As Board President, you are always concerned with the Board’s success and its governance of your school. With this in mind, consider the following nine strategies that are likely to lead your school to failure in terms of:
- reduced solvency;
- weakened organizational stability;
- increased bureaucracy; and
- ineffective personnel management approaches (and the lowered faculty and staff morale that inevitably accompanies such approaches).
Failure Strategy #1: Set tuition annually, and do so by leading with the question, “How much of an increase can the parent body stand next year?”
Antidote: Develop a multiyear strategic financial plan by:
- describing the characteristics of your ideal school four to six years from now;
- “costing” that ideal school; and
- determining the (net) tuition gradient necessary to pay for it.
Failure Strategy #2: Select your new Trustees by asking each spring, “Does anybody know anyone who’d be willing to serve on our Board next year?”
Antidote: Form a Committee on Trustees that will profile the characteristics of the individuals likely to successfully carry out the Board-level implications of your strategic planning document. You can then approach potential new Trustees with statements of this sort: “We have identified you as the best person in our metropolitan area. May I tell you about our plans, and your potential role in them?”
Failure Strategy #3: Have many standing (not ad hoc) committees, and use only current Board members on them.
Antidote: Form most Board committees each May or June in response to the questions, “How shall we organize ourselves to accomplish our Board agenda this year?” and “Who would be the best individuals (Board members or not) to help us meet our goals?”
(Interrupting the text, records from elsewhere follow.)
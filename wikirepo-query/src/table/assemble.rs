//! Skeleton construction and timeline assignment.

use log::debug;
use wikirepo_core::{EntityCache, MISSING_TEXT, Scalar, TimeKey, TimeQuery};

use super::{QID_COLUMN, Table, TableError, id_cell, id_column, location_column, prefixed_column};
use crate::location::{LocationTree, Locations, NodeId};
use crate::timeline::{Qualified, Timeline, TimelineSet};

/// How timeline values are matched to rows.
#[derive(Debug, Clone, Copy, PartialEq, Eq)]
pub enum AssignMode {
    /// Every bucket is written to the row with the same identifier and time.
    All,
    /// Only the latest bucket is written, annotated with its date.
    MostRecent,
}

impl AssignMode {
    /// Mode matching the shape of `time`.
    #[must_use]
    pub const fn for_query(time: &TimeQuery) -> Self {
        if time.is_most_recent() {
            Self::MostRecent
        } else {
            Self::All
        }
    }
}

/// Where in a skeleton values are written.
#[derive(Debug, Clone, Copy, PartialEq, Eq)]
pub struct Assignment<'a> {
    /// Column holding the identifier each row is matched on.
    pub id_column: &'a str,
    /// Column holding the time bucket, absent in most-recent tables.
    pub time_column: Option<&'a str>,
    /// Matching strategy.
    pub mode: AssignMode,
}

enum Buckets {
    Window,
    Listed(Vec<TimeKey>),
    Untimed,
}

struct RowPath {
    labels: Vec<Scalar>,
    id: Scalar,
    buckets: Buckets,
}

/// Lay out one row per location and time bucket.
///
/// Columns are the location labels for depths `0..=depth`, the identifier
/// column of `depth`, the time column when `time` is windowed, and
/// `value_column` when given. Tree leaves use their own valid buckets and
/// fall back to the whole window when they have none.
///
/// # Errors
///
/// Returns [`TableError::FlatDepth`] for a flat list with `depth > 0`,
/// [`TableError::DepthMismatch`] when a tree has a different depth, and
/// propagates label lookups.
pub fn base_table(
    cache: &mut EntityCache,
    locations: &Locations,
    depth: usize,
    time: &TimeQuery,
    value_column: Option<&str>,
) -> Result<Table, TableError> {
    let paths = match locations {
        Locations::Flat(ids) => {
            if depth != 0 {
                return Err(TableError::FlatDepth { depth });
            }
            let mut paths = Vec::with_capacity(ids.len());
            for &id in ids {
                let label = cache.label(id)?.unwrap_or_else(|| id.to_string());
                paths.push(RowPath {
                    labels: vec![Scalar::Text(label)],
                    id: id_cell(id),
                    buckets: Buckets::Window,
                });
            }
            paths
        }
        Locations::Tree(tree) => {
            let derived = tree.derive_depth();
            if derived != depth {
                return Err(TableError::DepthMismatch {
                    given: depth,
                    derived,
                });
            }
            let mut paths = Vec::new();
            let mut labels = Vec::with_capacity(depth.saturating_add(1));
            for &root in tree.roots() {
                collect_paths(tree, root, depth, &mut labels, &mut paths);
            }
            paths
        }
    };

    let mut columns: Vec<String> = (0..=depth).map(location_column).collect();
    columns.push(id_column(depth));
    let window = time.axis().map(|axis| {
        columns.push(axis.interval().column_name().to_owned());
        axis.buckets()
    });
    if let Some(name) = value_column {
        columns.push(name.to_owned());
    }

    let mut table = Table::new(columns);
    let value_cell = value_column.map(|_| Scalar::Missing);
    for path in paths {
        let mut prefix = path.labels;
        prefix.push(path.id);
        let Some(window_buckets) = &window else {
            prefix.extend(value_cell.clone());
            table.push_row(prefix)?;
            continue;
        };
        let times: Vec<Scalar> = match path.buckets {
            Buckets::Window => window_buckets.iter().cloned().map(Scalar::Text).collect(),
            Buckets::Listed(keys) if !keys.is_empty() => keys
                .iter()
                .map(|key| Scalar::Text(key.to_string()))
                .collect(),
            Buckets::Listed(_) | Buckets::Untimed => vec![Scalar::Missing],
        };
        for bucket in times {
            let mut row = prefix.clone();
            row.push(bucket);
            row.extend(value_cell.clone());
            table.push_row(row)?;
        }
    }
    Ok(table)
}

fn collect_paths(
    tree: &LocationTree,
    node: NodeId,
    depth: usize,
    labels: &mut Vec<Scalar>,
    paths: &mut Vec<RowPath>,
) {
    let Some(entry) = tree.node(node) else {
        return;
    };
    labels.push(Scalar::Text(entry.label.clone()));
    let children = entry.children().unwrap_or(&[]);
    if entry.depth >= depth {
        paths.push(RowPath {
            labels: labels.clone(),
            id: id_cell(entry.id),
            buckets: entry
                .valid_buckets
                .clone()
                .map_or(Buckets::Window, Buckets::Listed),
        });
    } else if children.is_empty() {
        let mut padded = labels.clone();
        padded.resize(depth.saturating_add(1), Scalar::Missing);
        paths.push(RowPath {
            labels: padded,
            id: Scalar::Missing,
            buckets: Buckets::Untimed,
        });
    } else {
        for &child in children {
            collect_paths(tree, child, depth, labels, paths);
        }
    }
    labels.pop();
}

/// Write single-value timelines into `column`.
///
/// In [`AssignMode::MostRecent`] every row of an entity receives the latest
/// value, suffixed with ` (date)` unless `span` is set or the value is
/// missing.
///
/// # Errors
///
/// Returns [`TableError::UnknownColumn`] when a named column is absent.
pub fn assign_column(
    table: &mut Table,
    target: &Assignment<'_>,
    column: &str,
    timelines: &TimelineSet<Scalar>,
    span: bool,
) -> Result<(), TableError> {
    let value_index = table.column_index(column)?;
    let id_index = table.column_index(target.id_column)?;
    let time_index = target
        .time_column
        .map(|name| table.column_index(name))
        .transpose()?;

    for (id, timeline) in timelines.iter() {
        let id_value = id_cell(id);
        match target.mode {
            AssignMode::All => {
                for (key, value) in timeline {
                    match matching_row(table, id_index, &id_value, time_index, key) {
                        Some(row) => table.set(row, value_index, value.clone()),
                        None => debug!("no row for {id} at {key}; dropping {column} value"),
                    }
                }
            }
            AssignMode::MostRecent => {
                let Some((key, value)) = most_recent(timeline) else {
                    continue;
                };
                let cell = dated(value, key, span);
                for row in table.rows_where(id_index, &id_value) {
                    table.set(row, value_index, cell.clone());
                }
            }
        }
    }
    Ok(())
}

/// Write qualified timelines into one column per label, named
/// `{prefix}_{label}`.
///
/// Columns are created on first use, in encounter order. In
/// [`AssignMode::MostRecent`] only the entity's first row is written and
/// values carry a ` (date)` suffix unless `omit_date` is set.
///
/// # Errors
///
/// Returns [`TableError::UnknownColumn`] when a named column is absent.
pub fn assign_prefixed_columns(
    table: &mut Table,
    target: &Assignment<'_>,
    prefix: &str,
    timelines: &TimelineSet<Qualified>,
    omit_date: bool,
) -> Result<(), TableError> {
    let id_index = table.column_index(target.id_column)?;
    let time_index = target
        .time_column
        .map(|name| table.column_index(name))
        .transpose()?;

    for (id, timeline) in timelines.iter() {
        let id_value = id_cell(id);
        match target.mode {
            AssignMode::All => {
                for (key, qualified) in timeline {
                    let slot = matching_row(table, id_index, &id_value, time_index, key);
                    for (label, value) in qualified.iter() {
                        let index = ensure_column(table, &prefixed_column(prefix, label))?;
                        match slot {
                            Some(row) => table.set(row, index, value.clone()),
                            None => debug!("no row for {id} at {key}; dropping {prefix} value"),
                        }
                    }
                }
            }
            AssignMode::MostRecent => {
                let Some((key, qualified)) = most_recent(timeline) else {
                    continue;
                };
                let first_row = table.rows_where(id_index, &id_value).first().copied();
                for (label, value) in qualified.iter() {
                    let index = ensure_column(table, &prefixed_column(prefix, label))?;
                    if let Some(row) = first_row {
                        table.set(row, index, dated(value, key, omit_date));
                    }
                }
            }
        }
    }
    Ok(())
}

/// Normalise `"nan"` text to missing and rename `id_column` to `qid`.
///
/// # Errors
///
/// Returns [`TableError::UnknownColumn`] when `id_column` is absent.
pub fn cleanup(table: &mut Table, id_column: &str) -> Result<(), TableError> {
    table.replace_everywhere(&Scalar::Text(MISSING_TEXT.to_owned()), &Scalar::Missing);
    table.rename_column(id_column, QID_COLUMN)
}

fn ensure_column(table: &mut Table, name: &str) -> Result<usize, TableError> {
    if table.has_column(name) {
        table.column_index(name)
    } else {
        table.add_column(name, &Scalar::Missing)
    }
}

fn matching_row(
    table: &Table,
    id_index: usize,
    id: &Scalar,
    time_index: Option<usize>,
    key: &TimeKey,
) -> Option<usize> {
    let bucket = Scalar::Text(key.to_string());
    table.rows().iter().position(|cells| {
        cells.get(id_index) == Some(id)
            && time_index.is_none_or(|index| cells.get(index) == Some(&bucket))
    })
}

/// Latest dated entry; the undated slot only when it is the sole entry.
fn most_recent<V>(timeline: &Timeline<V>) -> Option<(&TimeKey, &V)> {
    if timeline.len() == 1 {
        return timeline.iter().next();
    }
    timeline
        .iter()
        .rev()
        .find(|(key, _)| **key != TimeKey::NoDate)
        .or_else(|| timeline.iter().next())
}

fn dated(value: &Scalar, key: &TimeKey, omit_date: bool) -> Scalar {
    if omit_date || value.is_missing() {
        value.clone()
    } else {
        Scalar::Text(format!("{value} ({key})"))
    }
}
Failure Strategy #4: Use a generic form (preferably not specific to private-independent schools) for Board self-evaluation, and ask each Trustee to complete the form each year.
Antidote: Ask your Committee on Trustees to rate the Board’s performance annually, based on the Board’s successful or unsuccessful completion of the annual Board agenda (derived from your strategic plan) the previous summer.
Failure Strategy #5: Use a generic form for evaluation of your School Head, and ask each Board member to complete the form each year. Distribute a version of the same form to your faculty each annually, and, finally, to your parent body.
Antidote: Ask your Head Support and Evaluation Committee to assist your School Head throughout the school year based on the Head's progress on goals agreed on the previous summer and derived primarily from your strategic plan. Use the data sources implied by each goal, not simply to “evaluate,” but to enhance the Head’s (and, thus, the school’s) performance.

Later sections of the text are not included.